Extracting high-level information of musical attributes such as melody, harmony, key, or rhythm from the raw waveform is a critical process in Music Information Retrieval (MIR) systems. Using one or more of such features in a front end, one can efficiently and effectively search, retrieve, and navigate through a large collection of musical audio. Among those musical attributes, harmony is a key element in Western tonal music. Harmony can be characterized by a set of rules stating how simultaneously sounding (or inferred) tones create a single entity (commonly known as a chord), how the elements of adjacent chords interact melodically, and how sequences of chords relate to one another in a functional hierarchy. Patterns of chord changes over time allow for the delineation of structural features such as phrases, sections and movements. In addition to structural segmentation, harmony often plays a crucial role in projecting emotion and mood. This dissertation focuses on two aspects of harmony, chord labeling and chord progressions in diatonic functional tonal music. Recognizing the musical chords from the raw audio is a challenging task. In this dissertation, a system that accomplishes this goal using hidden Markov models is described. In order to avoid the enormously time-consuming and laborious process of manual annotation, which must be done in advance to provide the ground-truth to the supervised learning models, symbolic data like MIDI files are used to obtain a large amount of labeled training data. To this end, harmonic analysis is first performed on noise-free symbolic data to obtain chord labels with precise time boundaries. In parallel, a sample-based synthesizer is used to create audio files from the same symbolic files. The feature vectors extracted from synthesized audio are in perfect alignment with the chord labels, and are used to train the models.|
Sufficient training data allows for key- or genre-specific models, where each model is trained on music of specific key or genre to estimate key- or genre-dependent model parameters. In other words, music of a certain key or genre reveals its own characteristics reflected by chord progression, which result in the unique model parameters represented by the transition probability matrix. In order to extract key or identify genre, when the observation input sequence is given, the forward-backward or Baum- Welch algorithm is used to efficiently compute the likelihood of the models, and the model with the maximum likelihood gives key or genre information. Then the Viterbi decoder is applied to the corresponding model to extract the optimal state path in a maximum likelihood sense, which is identical to the frame-level chord sequence. The experimental results show that the proposed system not only yields chord recognition performance comparable to or better than other previously published systems, but also provides additional information of key and/or genre without using any other algorithms or feature sets for such tasks. It is also demonstrated that the chord sequence with precise timing information can be successfully used to find cover songs from audio and to detect musical phrase boundaries by recognizing the cadences or harmonic closures.

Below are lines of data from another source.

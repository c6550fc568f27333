use rustc_hash::FxHashMap;

/// Flow assignment stored per directed edge.
///
/// Only positive values are stored, and at most one direction of a vertex
/// pair carries flow: pushing along `u -> v` first cancels what is
/// recorded on `v -> u`.
#[derive(Clone, Debug, Default, PartialEq, Eq)]
pub struct Flow {
    edges: Vec<FxHashMap<usize, u64>>,
}

impl Flow {
    pub fn new(nodes_count: usize) -> Self {
        Self {
            edges: vec![FxHashMap::default(); nodes_count],
        }
    }

    /// Builds a flow from explicit `(tail, head, amount)` triples, without
    /// any cancellation.
    pub fn from_edges(nodes_count: usize, edges: &[(usize, usize, u64)]) -> Self {
        let mut flow = Self::new(nodes_count);
        for &(node, head, amount) in edges {
            flow.set(node, head, amount);
        }
        flow
    }

    pub fn nodes_count(&self) -> usize {
        self.edges.len()
    }

    pub fn get(&self, node: usize, head: usize) -> u64 {
        self.edges[node].get(&head).copied().unwrap_or(0)
    }

    /// Overwrites the flow recorded on `node -> head`.
    pub fn set(&mut self, node: usize, head: usize, amount: u64) {
        if amount == 0 {
            self.edges[node].remove(&head);
        } else {
            self.edges[node].insert(head, amount);
        }
    }

    /// Pushes `amount` units along `node -> head`, cancelling the opposite
    /// direction first.
    pub fn push(&mut self, node: usize, head: usize, amount: u64) {
        let backward = self.get(head, node);
        let cancelled = backward.min(amount);
        if cancelled > 0 {
            self.set(head, node, backward - cancelled);
        }
        if amount > cancelled {
            *self.edges[node].entry(head).or_default() += amount - cancelled;
        }
    }

    /// Sums `other` into this flow.
    pub fn add(&mut self, other: &Flow) {
        for (node, head, amount) in other.iter() {
            self.push(node, head, amount);
        }
    }

    pub fn iter(&self) -> impl Iterator<Item = (usize, usize, u64)> + '_ {
        self.edges
            .iter()
            .enumerate()
            .flat_map(|(node, edges)| edges.iter().map(move |(&head, &amount)| (node, head, amount)))
    }

    pub fn node_edges(&self, node: usize) -> &FxHashMap<usize, u64> {
        &self.edges[node]
    }

    /// Saturates at `u64::MAX`.
    pub fn out_flow(&self, node: usize) -> u64 {
        self.edges[node]
            .values()
            .fold(0u64, |total, &amount| total.saturating_add(amount))
    }

    /// Saturates at `u64::MAX`.
    pub fn in_flow(&self, node: usize) -> u64 {
        self.edges
            .iter()
            .filter_map(|edges| edges.get(&node))
            .fold(0u64, |total, &amount| total.saturating_add(amount))
    }

    /// Net amount leaving `source`.
    pub fn value(&self, source: usize) -> u64 {
        self.out_flow(source).saturating_sub(self.in_flow(source))
    }

    /// Skew-symmetric matrix view: `m[u][v] = flow(u, v) - flow(v, u)`.
    ///
    /// Entries saturate at `±i64::MAX`, so amounts above `i64::MAX` are
    /// clamped.
    pub fn to_skew_matrix(&self) -> Vec<Vec<i64>> {
        let nodes_count = self.edges.len();
        let mut matrix = vec![vec![0i64; nodes_count]; nodes_count];
        for (node, head, amount) in self.iter() {
            let amount = i64::try_from(amount).unwrap_or(i64::MAX);
            matrix[node][head] = matrix[node][head].saturating_add(amount);
            matrix[head][node] = matrix[head][node].saturating_sub(amount);
        }
        matrix
    }
}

This dissertation makes a substantial contribution to the music information retrieval community in many aspects. First, it presents a probabilistic framework that combines two closely related musical tasks — chord recognition and key extraction from audio — and achieves state-of-the-art performance in both applications. Second, it suggests a solution to a bottleneck problem in machine learning approaches by demonstrating the method of automatically generating a large amount of labeled training data from symbolic music documents. This will help free researchers of laborious task of manual annotation. Third, it makes use of more efficient and robust feature vector called tonal centroid and proves, via a thorough quantitative evaluation, that it consistently outperforms the conventional chroma feature, which was almost exclusively used by other algorithms. Fourth, it demonstrates that the basic model can easily be extended to key- or genre-specific models, not only to improve chord recognition but also to estimate key or genre. Lastly, it demonstrates the usefulness of recognized chord sequence in several practical applications such as cover song finding and structural music segmentation.